**Items from a data source**.
====
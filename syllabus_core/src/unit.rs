use std::collections::BTreeMap;
use std::collections::BTreeSet;
use std::path::Path;
use std::path::PathBuf;

use serde_yaml_ng::Mapping;
use serde_yaml_ng::Value;

use crate::Dimension;
use crate::SyllabusError;
use crate::SyllabusResult;
use crate::Vocabulary;
use crate::config::ALL;
use crate::config::DEFAULT;

pub const TITLE: &str = "title";
pub const COMPONENTS: &str = "components";

/// Filter lists keyed by dimension. A missing dimension means "not given".
pub type FilterLists = BTreeMap<Dimension, Vec<String>>;

/// What a component name points at.
#[derive(Debug, Clone, PartialEq, Eq)]
pub enum ComponentTarget {
	/// A leaf document with the same name.
	Document,
	/// A nested unit configuration.
	Unit(Box<UnitNode>),
}

/// One entry of a node's `components` mapping.
#[derive(Debug, Clone, PartialEq, Eq)]
pub struct Component {
	pub name: String,
	pub filters: FilterLists,
	pub target: ComponentTarget,
}

/// A validated unit configuration node. Components keep the order of the
/// source mapping.
#[derive(Debug, Clone, PartialEq, Eq)]
pub struct UnitNode {
	pub title: String,
	/// Where this node came from, used in error messages.
	pub path: String,
	pub defaults: FilterLists,
	pub components: Vec<Component>,
}

/// Resolves component names to nested units or leaf documents.
pub trait ComponentSource {
	/// Whether a leaf document named `name` exists.
	fn has_document(&self, name: &str) -> bool;
	/// The raw YAML of the nested unit named `name`, if there is one.
	fn read_unit(&self, name: &str) -> SyllabusResult<Option<String>>;
}

/// Resolves `name` to `<root>/<name>.yaml` or `<root>/<name>.rst`.
#[derive(Debug, Clone)]
pub struct DirectorySource {
	root: PathBuf,
}

impl DirectorySource {
	pub fn new(root: impl Into<PathBuf>) -> Self {
		Self { root: root.into() }
	}
}

impl ComponentSource for DirectorySource {
	fn has_document(&self, name: &str) -> bool {
		self.root.join(format!("{name}.rst")).is_file()
	}

	fn read_unit(&self, name: &str) -> SyllabusResult<Option<String>> {
		let path = self.root.join(format!("{name}.yaml"));
		if !path.is_file() {
			return Ok(None);
		}

		Ok(Some(std::fs::read_to_string(path)?))
	}
}

/// An in-memory corpus, handy for services that do not read from disk.
#[derive(Debug, Clone, Default)]
pub struct MemorySource {
	pub documents: BTreeSet<String>,
	pub units: BTreeMap<String, String>,
}

impl ComponentSource for MemorySource {
	fn has_document(&self, name: &str) -> bool {
		self.documents.contains(name)
	}

	fn read_unit(&self, name: &str) -> SyllabusResult<Option<String>> {
		Ok(self.units.get(name).cloned())
	}
}

/// Names that can never be used as components.
pub fn is_reserved_name(name: &str) -> bool {
	name == ALL
		|| name == DEFAULT
		|| name == TITLE
		|| name == COMPONENTS
		|| Dimension::ALL
			.iter()
			.any(|dimension| name == dimension.key() || name == dimension.default_key())
}

impl UnitNode {
	/// Load and validate a root unit configuration file and every nested
	/// unit below it.
	pub fn load(
		path: &Path,
		source: &impl ComponentSource,
		vocabulary: &Vocabulary,
	) -> SyllabusResult<UnitNode> {
		let content = std::fs::read_to_string(path)?;
		let name = path
			.file_name()
			.map_or_else(|| path.display().to_string(), |name| name.to_string_lossy().into_owned());
		Self::parse(&content, &name, source, vocabulary)
	}

	/// Parse and validate a unit configuration from YAML text. Nothing is
	/// returned unless the whole tree is valid.
	pub fn parse(
		content: &str,
		name: &str,
		source: &impl ComponentSource,
		vocabulary: &Vocabulary,
	) -> SyllabusResult<UnitNode> {
		let mut chain = vec![name.trim_end_matches(".yaml").to_string()];
		parse_node(content, name, source, vocabulary, &mut chain)
	}

	/// Number of leaf documents below this node.
	pub fn leaf_count(&self) -> usize {
		self.components
			.iter()
			.map(|component| match &component.target {
				ComponentTarget::Document => 1,
				ComponentTarget::Unit(node) => node.leaf_count(),
			})
			.sum()
	}
}

fn parse_node(
	content: &str,
	path: &str,
	source: &impl ComponentSource,
	vocabulary: &Vocabulary,
	chain: &mut Vec<String>,
) -> SyllabusResult<UnitNode> {
	let value: Value =
		serde_yaml_ng::from_str(content).map_err(|e| SyllabusError::UnitParse {
			path: path.to_string(),
			reason: e.to_string(),
		})?;
	let mapping = as_mapping(path, &value)?;

	let mut allowed = vec![TITLE, COMPONENTS];
	allowed.extend(Dimension::ALL.iter().map(|dimension| dimension.default_key()));
	check_keys(path, mapping, &allowed)?;

	let title = match required(path, mapping, TITLE)? {
		Value::String(title) => title.clone(),
		_ => {
			return Err(SyllabusError::InvalidValueType {
				node: format!("{path}/{TITLE}"),
				expected: "a string".to_string(),
			});
		}
	};

	let mut defaults = FilterLists::new();
	for dimension in Dimension::ALL {
		let key = dimension.default_key();
		if let Some(value) = mapping.get(key) {
			let list = filter_list(&format!("{path}/{key}"), dimension, value, vocabulary)?;
			defaults.insert(dimension, list);
		}
	}

	let components_path = format!("{path}/{COMPONENTS}");
	let components_mapping = as_mapping(&components_path, required(path, mapping, COMPONENTS)?)?;
	let mut components = Vec::with_capacity(components_mapping.len());

	for (key, value) in components_mapping {
		let Some(name) = key.as_str() else {
			return Err(SyllabusError::InvalidValueType {
				node: components_path.clone(),
				expected: "a mapping with string keys".to_string(),
			});
		};
		components.push(parse_component(
			&components_path,
			name,
			value,
			source,
			vocabulary,
			chain,
		)?);
	}

	Ok(UnitNode {
		title,
		path: path.to_string(),
		defaults,
		components,
	})
}

fn parse_component(
	parent: &str,
	name: &str,
	value: &Value,
	source: &impl ComponentSource,
	vocabulary: &Vocabulary,
	chain: &mut Vec<String>,
) -> SyllabusResult<Component> {
	if is_reserved_name(name) {
		return Err(SyllabusError::ReservedComponentName {
			node: parent.to_string(),
			name: name.to_string(),
		});
	}

	let path = format!("{parent}/{name}");
	let empty = Mapping::new();
	let mapping = match value {
		Value::Null => &empty,
		other => as_mapping(&path, other)?,
	};
	let allowed: Vec<&str> = Dimension::ALL.iter().map(|dimension| dimension.key()).collect();
	check_keys(&path, mapping, &allowed)?;

	let mut filters = FilterLists::new();
	for dimension in Dimension::ALL {
		if let Some(value) = mapping.get(dimension.key()) {
			let list = filter_list(
				&format!("{path}/{}", dimension.key()),
				dimension,
				value,
				vocabulary,
			)?;
			filters.insert(dimension, list);
		}
	}

	let is_document = source.has_document(name);
	let unit = source.read_unit(name)?;
	let target = match (is_document, unit) {
		(true, Some(_)) => {
			return Err(SyllabusError::AmbiguousComponent {
				node: parent.to_string(),
				name: name.to_string(),
			});
		}
		(false, None) => {
			return Err(SyllabusError::UnknownComponent {
				node: parent.to_string(),
				name: name.to_string(),
			});
		}
		(true, None) => ComponentTarget::Document,
		(false, Some(content)) => {
			if chain.iter().any(|seen| seen == name) {
				chain.push(name.to_string());
				return Err(SyllabusError::ConfigCycle {
					path: name.to_string(),
					chain: chain.join(" -> "),
				});
			}
			chain.push(name.to_string());
			let node = parse_node(&content, name, source, vocabulary, chain)?;
			chain.pop();
			ComponentTarget::Unit(Box::new(node))
		}
	};

	Ok(Component {
		name: name.to_string(),
		filters,
		target,
	})
}

fn as_mapping<'a>(path: &str, value: &'a Value) -> SyllabusResult<&'a Mapping> {
	value
		.as_mapping()
		.ok_or_else(|| SyllabusError::InvalidValueType {
			node: path.to_string(),
			expected: "a mapping".to_string(),
		})
}

fn required<'a>(path: &str, mapping: &'a Mapping, key: &str) -> SyllabusResult<&'a Value> {
	mapping.get(key).ok_or_else(|| SyllabusError::MissingKey {
		node: path.to_string(),
		key: key.to_string(),
	})
}

fn check_keys(path: &str, mapping: &Mapping, allowed: &[&str]) -> SyllabusResult<()> {
	for key in mapping.keys() {
		let name = key.as_str().unwrap_or_default();
		if !allowed.contains(&name) {
			return Err(SyllabusError::KeyNotAllowed {
				node: path.to_string(),
				key: key.as_str().map_or_else(|| format!("{key:?}"), str::to_string),
				allowed: allowed.join(", "),
			});
		}
	}

	Ok(())
}

/// Read a list of strings and check each value against the vocabulary.
fn filter_list(
	path: &str,
	dimension: Dimension,
	value: &Value,
	vocabulary: &Vocabulary,
) -> SyllabusResult<Vec<String>> {
	let invalid_type = || SyllabusError::InvalidValueType {
		node: path.to_string(),
		expected: "a list of strings".to_string(),
	};
	let sequence = value.as_sequence().ok_or_else(invalid_type)?;

	let mut list = Vec::with_capacity(sequence.len());
	for item in sequence {
		let item = item.as_str().ok_or_else(invalid_type)?;
		if !vocabulary.accepts(dimension, item) {
			return Err(SyllabusError::InvalidFilterValue {
				node: path.to_string(),
				dimension: dimension.key().to_string(),
				value: item.to_string(),
				allowed: vocabulary.allowed(dimension),
			});
		}
		list.push(item.to_string());
	}

	Ok(list)
}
====
Wherever the word "below" turns up in the records, copy out the line it is on.

	/// unit below it.
	/// Number of leaf documents below this node.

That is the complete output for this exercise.